Slide View : Parallel Computer Architecture and Programming : 15-418/618 Spring 2017

Scaling a Web Site

Previous | Next --- Slide 22 of 57

Back to Lecture Thumbnails

pht

How does the database partitions dynamically adjust to different kinds of data characteristics?

dmerigou

One solution to adjust the partition dynamically is to use consistent hashing to assign data to storage nodes depending on the hash of the data. With this, adding or removing a storage node does not require the system to reassign all the data but just a reasonable fraction.

Also the partitioning here is called horizontal partitioning, since all the data related to one user is stored on the same node. Vertical partitioning consists in storing the name on one node, the adress on a second node, etc.

pk267

We can partition the data alphabetically, geographically or by hashing. The goal is to distribute the data uniformly.

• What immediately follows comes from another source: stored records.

//! Keyword-based award classification over achievement text.
//!
//! Achievements are free text, so "awards" are found by case-insensitive
//! substring match against a configurable keyword list.

use crate::models::{AwardCounting, Company};

/// The keywords used when no list is configured.
pub const DEFAULT_AWARD_KEYWORDS: [&str; 4] = ["award", "recognized", "stars", "orienter"];

/// Classifies achievement strings as awards.
///
/// # Example
///
/// ```
/// use portfolio_stats::calculation::AwardClassifier;
/// use portfolio_stats::models::AwardCounting;
///
/// let classifier = AwardClassifier::default();
/// let text = "Recognized with an award for performance";
///
/// assert_eq!(classifier.score(text), 1);
///
/// let per_keyword = AwardClassifier::new(["award", "recognized"], AwardCounting::PerKeyword);
/// assert_eq!(per_keyword.score(text), 2);
/// ```
#[derive(Debug, Clone, PartialEq, Eq)]
pub struct AwardClassifier {
    keywords: Vec<String>,
    counting: AwardCounting,
}

impl AwardClassifier {
    /// Creates a classifier from a keyword list and counting policy.
    ///
    /// Keywords are trimmed and lowercased. Blank entries and repeats of an
    /// earlier keyword are dropped, keeping first-seen order.
    pub fn new<I, S>(keywords: I, counting: AwardCounting) -> Self
    where
        I: IntoIterator<Item = S>,
        S: AsRef<str>,
    {
        let mut normalized: Vec<String> = Vec::new();
        for keyword in keywords {
            let keyword = keyword.as_ref().trim().to_lowercase();
            if !keyword.is_empty() && !normalized.contains(&keyword) {
                normalized.push(keyword);
            }
        }
        Self {
            keywords: normalized,
            counting,
        }
    }

    /// Returns the normalized keyword list.
    pub fn keywords(&self) -> &[String] {
        &self.keywords
    }

    /// Returns the counting policy.
    pub fn counting(&self) -> AwardCounting {
        self.counting
    }

    /// Returns how many distinct keywords appear in `achievement`.
    pub fn keyword_hits(&self, achievement: &str) -> usize {
        let text = achievement.to_lowercase();
        self.keywords
            .iter()
            .filter(|k| text.contains(k.as_str()))
            .count()
    }

    /// Returns true if any keyword appears in `achievement`.
    pub fn is_award(&self, achievement: &str) -> bool {
        self.keyword_hits(achievement) > 0
    }

    /// Returns how much `achievement` contributes to the award count.
    pub fn score(&self, achievement: &str) -> usize {
        match self.counting {
            AwardCounting::PerAchievement => usize::from(self.is_award(achievement)),
            AwardCounting::PerKeyword => self.keyword_hits(achievement),
        }
    }

    /// Counts awards across every achievement of every position of every company.
    pub fn count_awards(&self, companies: &[Company]) -> usize {
        companies
            .iter()
            .flat_map(|c| &c.positions)
            .flat_map(|p| &p.achievements)
            .map(|a| self.score(a))
            .sum()
    }
}

impl Default for AwardClassifier {
    fn default() -> Self {
        Self::new(DEFAULT_AWARD_KEYWORDS, AwardCounting::default())
    }
}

Hashing though divides uniformly gives poor locality*, and so geographical distribution is preferred over hashing-based distribution.

*Users in a given geographical region might be accessing similar data, for example youtube recommendations, images, web results etc.

zale

Wikimedia uses a combination of this architecture and the client/master system: Wikipedias are mapped to databases depending on their size (this is apparently fixed and doesn't change dynamically), and each such database has a master and several slaves.

This probably works well because the relative size of Wikipedias doesn't change quickly (hence no need for dynamic mapping), and reads are very significantly more frequent than writes.

vadtani

Summary for scaling out a database: 1. replication 2. specialization (e.g: user photos) 3. sharding (partitioning the database)